Trains a Random Forest classifier from labelled training geometries.

gdf = clf.supervised(
    roi_path="training_rois.shp",
    class_col="class_id",        # column with integer labels
    n_estimators=100,             # RF trees
    dissolve=True,
    min_area=25.0,
)

ROI requirements:

  • The file may contain Points, Polygons, or both (mixed geometry).

  • For polygons, every pixel inside the geometry is used as a training sample β€” no lossy zonal-mean shortcut.

  • The label column must contain integers. If you have string labels, use encode_roi() first.

  • CRS is automatically reprojected to match the raster β€” never the reverse.

After classification the fitted model is available at clf._last_model. Use it to inspect feature importances:

importances = clf._last_model.feature_importances_

Rule-based β€” clf.from_dn_ranges()

Classify pixels by per-band value thresholds. No training data and no statistical model β€” you define the rules from domain knowledge.

rules = {
    1: [(4, 0.15, 1.0), (5, 0.0, 0.10)],   # class 1: high B4 AND low B5
    2: [(5, 0.25, 1.0)],                      # class 2: high B5
}
gdf = clf.from_dn_ranges(rules)

Rule format: {class_id: [(band, min, max), …]}

  • Band numbers are 1-based.

  • A pixel must satisfy all conditions in the list to be assigned that class.

  • If multiple rules overlap, the last matching class wins.

  • Class 0 is reserved for nodata / unclassified.

Tip

Run clf.band_stats() first to see min / max / mean / std for every band, then design rules accordingly.

Utility helpers

available_algorithms()

Print a formatted list of all supported algorithms with usage snippets.

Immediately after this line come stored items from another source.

//! Streak tracker: the day-rule state machine persisted with
//! compare-and-set writes.

use chrono::{DateTime, NaiveDate, SubsecRound, Utc};
use rusqlite::Connection;
use tethered_api::db::streaks::{self as q, StreakRead, StreakWrite};
use tethered_api::db::{connections, interactions};
use tethered_core::time::{format_day, format_ts};
use tethered_core::{
    ConnectionEvent, DayClock, Error, EventHub, FamilyConnection, Interaction, InteractionKind,
    Result, Streak, Transition,
};

use crate::db::{
    Db, connection_from_row, interaction_from_row, sq_execute, sq_query_map, sq_query_row,
    streak_from_row,
};

/// Writers that lose the compare-and-set race re-read and try again this
/// many times before giving up.
const MAX_CAS_ATTEMPTS: u32 = 5;

/// Outcome of a qualifying interaction.
#[derive(Debug, Clone)]
pub struct RecordedInteraction {
    pub interaction: Interaction,
    pub streak: Streak,
    pub transition: Transition,
}

pub(crate) fn load_streak(conn: &Connection, connection_id: &str) -> Result<Option<Streak>> {
    sq_query_row(conn, q::get(connection_id), streak_from_row).map_err(Error::store("get streak"))
}

/// Apply one day-rule step to the stored streak. Returns `None` when the
/// row changed between read and write.
pub(crate) fn try_advance(
    conn: &Connection,
    connection_id: &str,
    today: NaiveDate,
    now: DateTime<Utc>,
) -> Result<Option<(Streak, Transition)>> {
    let current = load_streak(conn, connection_id)?.ok_or(Error::NotFound("streak"))?;
    let (next, transition) = current.advance(today, now);

    let read_date = current.last_interaction_date.map(format_day);
    let next_date = next.last_interaction_date.map(format_day);
    let next_at = next.last_interaction_at.map(format_ts);
    let updated_at = format_ts(next.updated_at);
    let affected = sq_execute(
        conn,
        q::compare_and_set(
            connection_id,
            &StreakRead {
                current_streak_days: i64::from(current.current_streak_days),
                last_interaction_date: read_date.as_deref(),
            },
            &StreakWrite {
                current_streak_days: i64::from(next.current_streak_days),
                longest_streak_days: i64::from(next.longest_streak_days),
                last_interaction_date: next_date.as_deref(),
                last_interaction_at: next_at.as_deref(),
                updated_at: &updated_at,
            },
        ),
    )
    .map_err(Error::store("update streak"))?;

    Ok((affected == 1).then_some((next, transition)))
}

#[derive(Clone)]
pub struct StreakTracker {
    db: Db,
    clock: DayClock,
    events: EventHub,
}

impl StreakTracker {
    pub fn new(db: Db) -> Self {
        Self {
            db,
            clock: DayClock::utc(),
            events: EventHub::new(),
        }
    }

    pub fn with_clock(mut self, clock: DayClock) -> Self {
        self.clock = clock;
        self
    }

    pub fn with_events(mut self, events: EventHub) -> Self {
        self.events = events;
        self
    }

    /// Advance the connection's streak for an interaction on `today`.
    ///
    /// Repeated calls on the same day leave the count unchanged.
    pub fn record_interaction(
        &self,
        connection_id: &str,
        today: NaiveDate,
        now: DateTime<Utc>,
    ) -> Result<(Streak, Transition)> {
        let now = now.trunc_subsecs(0);
        for attempt in 1..=MAX_CAS_ATTEMPTS {
            let outcome = self
                .db
                .write(|tx| try_advance(tx, connection_id, today, now))?;
            if let Some(done) = outcome {
                return Ok(done);
            }
            tracing::debug!(connection_id, attempt, "streak changed underneath, retrying");
        }
        Err(Error::Store(format!(
            "streak update for {connection_id} lost {MAX_CAS_ATTEMPTS} races"
        )))
    }

    /// Log a qualifying interaction by `user_id` and advance the streak of
    /// their connection, both in one transaction. "Today" comes from the
    /// tracker's clock.
    pub fn record(
        &self,
        user_id: &str,
        kind: InteractionKind,
        now: DateTime<Utc>,
    ) -> Result<RecordedInteraction> {
        let now = now.trunc_subsecs(0);
        let today = self.clock.today(now);
        let interaction_id = uuid::Uuid::new_v4().to_string();

        for attempt in 1..=MAX_CAS_ATTEMPTS {
            let outcome = self.db.write(|tx| {
                let connection = connection_for(tx, user_id)?.ok_or(Error::NotFound("connection"))?;
                let Some((streak, transition)) = try_advance(tx, &connection.id, today, now)? else {
                    return Ok(None);
                };
                sq_execute(
                    tx,
                    interactions::insert(
                        &interaction_id,
                        &connection.id,
                        user_id,
                        kind.as_str(),
                        &format_day(today),
                        &format_ts(now),
                    ),
                )
                .map_err(Error::store("insert interaction"))?;
                Ok(Some(RecordedInteraction {
                    interaction: Interaction {
                        id: interaction_id.clone(),
                        connection_id: connection.id,
                        user_id: user_id.to_string(),
                        kind,
                        day: today,
                        occurred_at: now,
                    },
                    streak,
                    transition,
                }))
            })?;

            if let Some(recorded) = outcome {
                tracing::info!(
                    connection_id = %recorded.streak.connection_id,
                    kind = %kind,
                    transition = %recorded.transition,
                    streak = recorded.streak.current_streak_days,
                    "recorded interaction"
                );
                self.events.publish(&ConnectionEvent::InteractionRecorded {
                    connection_id: recorded.streak.connection_id.clone(),
                    user_id: user_id.to_string(),
                    kind,
                    transition: recorded.transition,
                    current_streak_days: recorded.streak.current_streak_days,
                });
                return Ok(recorded);
            }
            tracing::debug!(user_id, attempt, "streak changed underneath, retrying");
        }
        Err(Error::Store(format!(
            "interaction for {user_id} lost {MAX_CAS_ATTEMPTS} streak races"
        )))
    }

    pub fn get_streak(&self, connection_id: &str) -> Result<Streak> {
        load_streak(&self.db.conn(), connection_id)?.ok_or(Error::NotFound("streak"))
    }

    /// The streak of the user's connection, if they have one.
    pub fn streak_for_user(&self, user_id: &str) -> Result<Option<Streak>> {
        let conn = self.db.conn();
        match connection_for(&conn, user_id)? {
            Some(connection) => load_streak(&conn, &connection.id),
            None => Ok(None),
        }
    }

    /// Newest interactions on the user's connection.
    pub fn list_interactions(&self, user_id: &str, limit: u32) -> Result<Vec<Interaction>> {
        let conn = self.db.conn();
        let connection = connection_for(&conn, user_id)?.ok_or(Error::NotFound("connection"))?;
        sq_query_map(
            &conn,
            interactions::list_for_connection(&connection.id, limit),
            interaction_from_row,
        )
        .map_err(Error::store("list interactions"))
    }
}

pub(crate) fn connection_for(conn: &Connection, user_id: &str) -> Result<Option<FamilyConnection>> {
    sq_query_row(conn, connections::get_for_user(user_id), connection_from_row)
        .map_err(Error::store("get connection"))
}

Works as a static method or on an instance:

RasterClassifier.available_algorithms()
# β€” or β€”
clf.available_algorithms()

band_stats()

Print per-band statistics directly from the raster:

clf.band_stats()
# Band  1: min=0.8706  max=10.4115  mean=2.1423  std=0.9812
# Band  2: min=0.4902  max=1.6621   mean=0.9134  std=0.1089
# ...

encode_roi()

Convert a string/categorical label column to consecutive integer IDs:

out_path, mapping = clf.encode_roi(
    "geology.shp",
    label_col="Formation",
)
# mapping = {'Alluvium': 1, 'Granite': 2, 'Schist': 3}

# Feed directly into supervised():
gdf = clf.supervised(roi_path=out_path, class_col="class_id")

Labels are sorted alphabetically and numbered from 1 (0 is reserved for nodata). The encoded file is saved next to the input by default.

Polygon options (all methods)

dissolve (default True)

Merge adjacent polygons of the same class into single features, then explode MultiPolygons to simple Polygons.

min_area (default 0.0)

Drop polygons smaller than this threshold (in map unitsΒ²). Set to e.g. 50.0 to remove 1–2 pixel speckle.

Output formats

clf.save() auto-detects format from the file extension:

clf.save(gdf, "out.shp")       # Shapefile
clf.save(gdf, "out.gpkg")      # GeoPackage (recommended)
clf.save(gdf, "out.geojson")   # GeoJSON